Data provided —
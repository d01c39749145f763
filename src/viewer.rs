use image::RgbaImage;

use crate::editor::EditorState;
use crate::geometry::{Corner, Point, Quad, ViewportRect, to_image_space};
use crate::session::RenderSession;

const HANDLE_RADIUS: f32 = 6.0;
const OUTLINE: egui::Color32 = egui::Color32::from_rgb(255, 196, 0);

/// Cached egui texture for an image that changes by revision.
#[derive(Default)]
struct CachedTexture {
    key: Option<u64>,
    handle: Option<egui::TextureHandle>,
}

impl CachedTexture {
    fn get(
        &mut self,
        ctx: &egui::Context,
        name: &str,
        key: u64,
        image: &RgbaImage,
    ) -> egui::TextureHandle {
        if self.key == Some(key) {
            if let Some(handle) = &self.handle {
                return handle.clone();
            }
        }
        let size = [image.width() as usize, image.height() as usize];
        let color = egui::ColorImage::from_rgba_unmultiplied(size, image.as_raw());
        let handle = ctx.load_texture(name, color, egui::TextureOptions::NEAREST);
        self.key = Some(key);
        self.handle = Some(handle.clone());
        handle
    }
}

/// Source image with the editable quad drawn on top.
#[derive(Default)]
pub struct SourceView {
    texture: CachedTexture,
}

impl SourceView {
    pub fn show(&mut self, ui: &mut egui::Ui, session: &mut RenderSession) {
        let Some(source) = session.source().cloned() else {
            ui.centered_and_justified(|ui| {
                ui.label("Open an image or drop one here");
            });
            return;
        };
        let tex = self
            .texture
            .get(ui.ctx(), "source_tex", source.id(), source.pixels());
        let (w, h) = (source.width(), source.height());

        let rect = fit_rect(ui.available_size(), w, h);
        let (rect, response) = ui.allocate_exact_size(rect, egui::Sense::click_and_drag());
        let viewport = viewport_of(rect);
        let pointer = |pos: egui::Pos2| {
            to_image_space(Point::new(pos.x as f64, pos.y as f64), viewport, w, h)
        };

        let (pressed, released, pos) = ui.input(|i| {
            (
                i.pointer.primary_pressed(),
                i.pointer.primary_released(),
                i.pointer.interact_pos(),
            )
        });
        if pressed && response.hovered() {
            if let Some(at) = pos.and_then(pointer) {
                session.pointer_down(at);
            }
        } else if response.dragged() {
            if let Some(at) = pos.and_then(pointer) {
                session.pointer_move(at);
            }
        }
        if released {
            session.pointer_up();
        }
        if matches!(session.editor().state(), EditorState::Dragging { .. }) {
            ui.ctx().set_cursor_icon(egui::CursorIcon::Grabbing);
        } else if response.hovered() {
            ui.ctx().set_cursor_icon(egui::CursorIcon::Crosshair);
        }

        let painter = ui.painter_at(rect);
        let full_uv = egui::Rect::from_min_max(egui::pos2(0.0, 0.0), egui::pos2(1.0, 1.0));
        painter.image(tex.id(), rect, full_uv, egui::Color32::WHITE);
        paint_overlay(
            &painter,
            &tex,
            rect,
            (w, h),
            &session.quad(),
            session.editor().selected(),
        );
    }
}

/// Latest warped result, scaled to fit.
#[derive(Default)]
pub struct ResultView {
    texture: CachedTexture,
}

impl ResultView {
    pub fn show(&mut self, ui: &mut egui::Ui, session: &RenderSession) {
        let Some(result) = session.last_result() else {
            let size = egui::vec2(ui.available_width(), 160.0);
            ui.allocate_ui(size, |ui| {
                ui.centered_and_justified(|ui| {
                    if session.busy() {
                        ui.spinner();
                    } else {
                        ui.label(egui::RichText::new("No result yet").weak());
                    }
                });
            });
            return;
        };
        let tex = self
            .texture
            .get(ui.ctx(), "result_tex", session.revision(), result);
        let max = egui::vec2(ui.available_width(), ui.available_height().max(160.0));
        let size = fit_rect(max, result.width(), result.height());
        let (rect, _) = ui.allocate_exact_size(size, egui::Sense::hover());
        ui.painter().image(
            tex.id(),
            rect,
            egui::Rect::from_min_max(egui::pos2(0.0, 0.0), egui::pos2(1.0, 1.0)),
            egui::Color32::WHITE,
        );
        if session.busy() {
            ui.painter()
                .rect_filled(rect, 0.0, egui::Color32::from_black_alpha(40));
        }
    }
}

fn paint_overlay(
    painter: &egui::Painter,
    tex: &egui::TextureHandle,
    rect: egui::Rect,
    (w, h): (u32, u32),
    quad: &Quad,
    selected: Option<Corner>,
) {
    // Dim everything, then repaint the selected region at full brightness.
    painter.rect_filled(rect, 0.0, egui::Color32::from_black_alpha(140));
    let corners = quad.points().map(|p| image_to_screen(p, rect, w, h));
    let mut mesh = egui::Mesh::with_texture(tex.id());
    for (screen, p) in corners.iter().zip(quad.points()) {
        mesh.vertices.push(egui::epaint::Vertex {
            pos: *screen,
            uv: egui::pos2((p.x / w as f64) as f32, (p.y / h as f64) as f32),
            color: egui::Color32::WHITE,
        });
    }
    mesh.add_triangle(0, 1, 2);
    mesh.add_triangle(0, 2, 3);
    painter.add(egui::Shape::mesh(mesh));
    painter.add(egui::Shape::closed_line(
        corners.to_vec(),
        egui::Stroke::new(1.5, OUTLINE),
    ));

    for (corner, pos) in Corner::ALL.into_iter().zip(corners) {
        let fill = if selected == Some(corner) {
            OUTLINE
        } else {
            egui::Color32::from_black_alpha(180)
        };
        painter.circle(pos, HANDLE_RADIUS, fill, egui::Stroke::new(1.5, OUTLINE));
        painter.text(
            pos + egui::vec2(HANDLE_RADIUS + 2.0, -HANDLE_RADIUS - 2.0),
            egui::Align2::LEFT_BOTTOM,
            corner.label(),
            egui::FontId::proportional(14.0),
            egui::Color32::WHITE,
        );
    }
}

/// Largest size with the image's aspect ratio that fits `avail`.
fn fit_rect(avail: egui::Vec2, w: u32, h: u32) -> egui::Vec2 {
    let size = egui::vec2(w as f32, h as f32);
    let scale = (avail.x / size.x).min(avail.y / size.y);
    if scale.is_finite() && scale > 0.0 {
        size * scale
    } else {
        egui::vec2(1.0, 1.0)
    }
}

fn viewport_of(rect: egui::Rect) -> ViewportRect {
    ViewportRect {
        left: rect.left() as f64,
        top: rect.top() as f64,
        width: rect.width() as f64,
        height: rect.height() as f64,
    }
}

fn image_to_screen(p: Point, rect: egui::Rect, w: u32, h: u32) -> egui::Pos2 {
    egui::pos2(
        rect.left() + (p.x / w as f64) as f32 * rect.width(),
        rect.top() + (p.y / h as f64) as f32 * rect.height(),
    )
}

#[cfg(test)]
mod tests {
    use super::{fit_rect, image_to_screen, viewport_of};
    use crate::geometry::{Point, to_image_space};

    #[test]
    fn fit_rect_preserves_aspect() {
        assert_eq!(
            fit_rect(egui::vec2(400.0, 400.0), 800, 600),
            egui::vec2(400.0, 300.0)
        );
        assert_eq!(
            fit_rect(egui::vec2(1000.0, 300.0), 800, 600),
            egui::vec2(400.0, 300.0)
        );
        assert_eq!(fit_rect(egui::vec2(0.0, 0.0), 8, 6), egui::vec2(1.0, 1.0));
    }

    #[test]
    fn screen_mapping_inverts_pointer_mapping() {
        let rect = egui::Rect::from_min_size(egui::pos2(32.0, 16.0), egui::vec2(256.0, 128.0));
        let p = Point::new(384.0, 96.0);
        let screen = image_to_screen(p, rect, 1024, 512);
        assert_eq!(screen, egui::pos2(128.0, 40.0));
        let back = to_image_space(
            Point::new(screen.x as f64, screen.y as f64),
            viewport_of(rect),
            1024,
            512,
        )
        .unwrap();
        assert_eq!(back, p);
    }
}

Aim of the exercise — Starting with the first line, give back the whole listing exactly.

Task solution —
repository d01c39749145f763
filename src/viewer.rs
use image::RgbaImage;

use crate::editor::EditorState;
use crate::geometry::{Corner, Point, Quad, ViewportRect, to_image_space};
use crate::session::RenderSession;

const HANDLE_RADIUS: f32 = 6.0;
const OUTLINE: egui::Color32 = egui::Color32::from_rgb(255, 196, 0);

/// Cached egui texture for an image that changes by revision.
#[derive(Default)]
struct CachedTexture {
    key: Option<u64>,
    handle: Option<egui::TextureHandle>,
}

impl CachedTexture {
    fn get(
        &mut self,
        ctx: &egui::Context,
        name: &str,
        key: u64,
        image: &RgbaImage,
    ) -> egui::TextureHandle {
        if self.key == Some(key) {
            if let Some(handle) = &self.handle {
                return handle.clone();
            }
        }
        let size = [image.width() as usize, image.height() as usize];
        let color = egui::ColorImage::from_rgba_unmultiplied(size, image.as_raw());
        let handle = ctx.load_texture(name, color, egui::TextureOptions::NEAREST);
        self.key = Some(key);
        self.handle = Some(handle.clone());
        handle
    }
}

/// Source image with the editable quad drawn on top.
#[derive(Default)]
pub struct SourceView {
    texture: CachedTexture,
}

impl SourceView {
    pub fn show(&mut self, ui: &mut egui::Ui, session: &mut RenderSession) {
        let Some(source) = session.source().cloned() else {
            ui.centered_and_justified(|ui| {
                ui.label("Open an image or drop one here");
            });
            return;
        };
        let tex = self
            .texture
            .get(ui.ctx(), "source_tex", source.id(), source.pixels());
        let (w, h) = (source.width(), source.height());

        let rect = fit_rect(ui.available_size(), w, h);
        let (rect, response) = ui.allocate_exact_size(rect, egui::Sense::click_and_drag());
        let viewport = viewport_of(rect);
        let pointer = |pos: egui::Pos2| {
            to_image_space(Point::new(pos.x as f64, pos.y as f64), viewport, w, h)
        };

        let (pressed, released, pos) = ui.input(|i| {
            (
                i.pointer.primary_pressed(),
                i.pointer.primary_released(),
                i.pointer.interact_pos(),
            )
        });
        if pressed && response.hovered() {
            if let Some(at) = pos.and_then(pointer) {
                session.pointer_down(at);
            }
        } else if response.dragged() {
            if let Some(at) = pos.and_then(pointer) {
                session.pointer_move(at);
            }
        }
        if released {
            session.pointer_up();
        }
        if matches!(session.editor().state(), EditorState::Dragging { .. }) {
            ui.ctx().set_cursor_icon(egui::CursorIcon::Grabbing);
        } else if response.hovered() {
            ui.ctx().set_cursor_icon(egui::CursorIcon::Crosshair);
        }

        let painter = ui.painter_at(rect);
        let full_uv = egui::Rect::from_min_max(egui::pos2(0.0, 0.0), egui::pos2(1.0, 1.0));
        painter.image(tex.id(), rect, full_uv, egui::Color32::WHITE);
        paint_overlay(
            &painter,
            &tex,
            rect,
            (w, h),
            &session.quad(),
            session.editor().selected(),
        );
    }
}

/// Latest warped result, scaled to fit.
#[derive(Default)]
pub struct ResultView {
    texture: CachedTexture,
}

impl ResultView {
    pub fn show(&mut self, ui: &mut egui::Ui, session: &RenderSession) {
        let Some(result) = session.last_result() else {
            let size = egui::vec2(ui.available_width(), 160.0);
            ui.allocate_ui(size, |ui| {
                ui.centered_and_justified(|ui| {
                    if session.busy() {
                        ui.spinner();
                    } else {
                        ui.label(egui::RichText::new("No result yet").weak());
                    }
                });
            });
            return;
        };
        let tex = self
            .texture
            .get(ui.ctx(), "result_tex", session.revision(), result);
        let max = egui::vec2(ui.available_width(), ui.available_height().max(160.0));
        let size = fit_rect(max, result.width(), result.height());
        let (rect, _) = ui.allocate_exact_size(size, egui::Sense::hover());
        ui.painter().image(
            tex.id(),
            rect,
            egui::Rect::from_min_max(egui::pos2(0.0, 0.0), egui::pos2(1.0, 1.0)),
            egui::Color32::WHITE,
        );
        if session.busy() {
            ui.painter()
                .rect_filled(rect, 0.0, egui::Color32::from_black_alpha(40));
        }
    }
}

fn paint_overlay(
    painter: &egui::Painter,
    tex: &egui::TextureHandle,
    rect: egui::Rect,
    (w, h): (u32, u32),
    quad: &Quad,
    selected: Option<Corner>,
) {
    // Dim everything, then repaint the selected region at full brightness.
    painter.rect_filled(rect, 0.0, egui::Color32::from_black_alpha(140));
    let corners = quad.points().map(|p| image_to_screen(p, rect, w, h));
    let mut mesh = egui::Mesh::with_texture(tex.id());
    for (screen, p) in corners.iter().zip(quad.points()) {
        mesh.vertices.push(egui::epaint::Vertex {
            pos: *screen,
            uv: egui::pos2((p.x / w as f64) as f32, (p.y / h as f64) as f32),
            color: egui::Color32::WHITE,
        });
    }
    mesh.add_triangle(0, 1, 2);
    mesh.add_triangle(0, 2, 3);
    painter.add(egui::Shape::mesh(mesh));
    painter.add(egui::Shape::closed_line(
        corners.to_vec(),
        egui::Stroke::new(1.5, OUTLINE),
    ));

    for (corner, pos) in Corner::ALL.into_iter().zip(corners) {
        let fill = if selected == Some(corner) {
            OUTLINE
        } else {
            egui::Color32::from_black_alpha(180)
        };
        painter.circle(pos, HANDLE_RADIUS, fill, egui::Stroke::new(1.5, OUTLINE));
        painter.text(
            pos + egui::vec2(HANDLE_RADIUS + 2.0, -HANDLE_RADIUS - 2.0),
            egui::Align2::LEFT_BOTTOM,
            corner.label(),
            egui::FontId::proportional(14.0),
            egui::Color32::WHITE,
        );
    }
}

/// Largest size with the image's aspect ratio that fits `avail`.
fn fit_rect(avail: egui::Vec2, w: u32, h: u32) -> egui::Vec2 {
    let size = egui::vec2(w as f32, h as f32);
    let scale = (avail.x / size.x).min(avail.y / size.y);
    if scale.is_finite() && scale > 0.0 {
        size * scale
    } else {
        egui::vec2(1.0, 1.0)
    }
}

fn viewport_of(rect: egui::Rect) -> ViewportRect {
    ViewportRect {
        left: rect.left() as f64,
        top: rect.top() as f64,
        width: rect.width() as f64,
        height: rect.height() as f64,
    }
}

fn image_to_screen(p: Point, rect: egui::Rect, w: u32, h: u32) -> egui::Pos2 {
    egui::pos2(
        rect.left() + (p.x / w as f64) as f32 * rect.width(),
        rect.top() + (p.y / h as f64) as f32 * rect.height(),
    )
}

#[cfg(test)]
mod tests {
    use super::{fit_rect, image_to_screen, viewport_of};
    use crate::geometry::{Point, to_image_space};

    #[test]
    fn fit_rect_preserves_aspect() {
        assert_eq!(
            fit_rect(egui::vec2(400.0, 400.0), 800, 600),
            egui::vec2(400.0, 300.0)
        );
        assert_eq!(
            fit_rect(egui::vec2(1000.0, 300.0), 800, 600),
            egui::vec2(400.0, 300.0)
        );
        assert_eq!(fit_rect(egui::vec2(0.0, 0.0), 8, 6), egui::vec2(1.0, 1.0));
    }

    #[test]
    fn screen_mapping_inverts_pointer_mapping() {
        let rect = egui::Rect::from_min_size(egui::pos2(32.0, 16.0), egui::vec2(256.0, 128.0));
        let p = Point::new(384.0, 96.0);
        let screen = image_to_screen(p, rect, 1024, 512);
        assert_eq!(screen, egui::pos2(128.0, 40.0));
        let back = to_image_space(
            Point::new(screen.x as f64, screen.y as f64),
            viewport_of(rect),
            1024,
            512,
        )
        .unwrap();
        assert_eq!(back, p);
    }
}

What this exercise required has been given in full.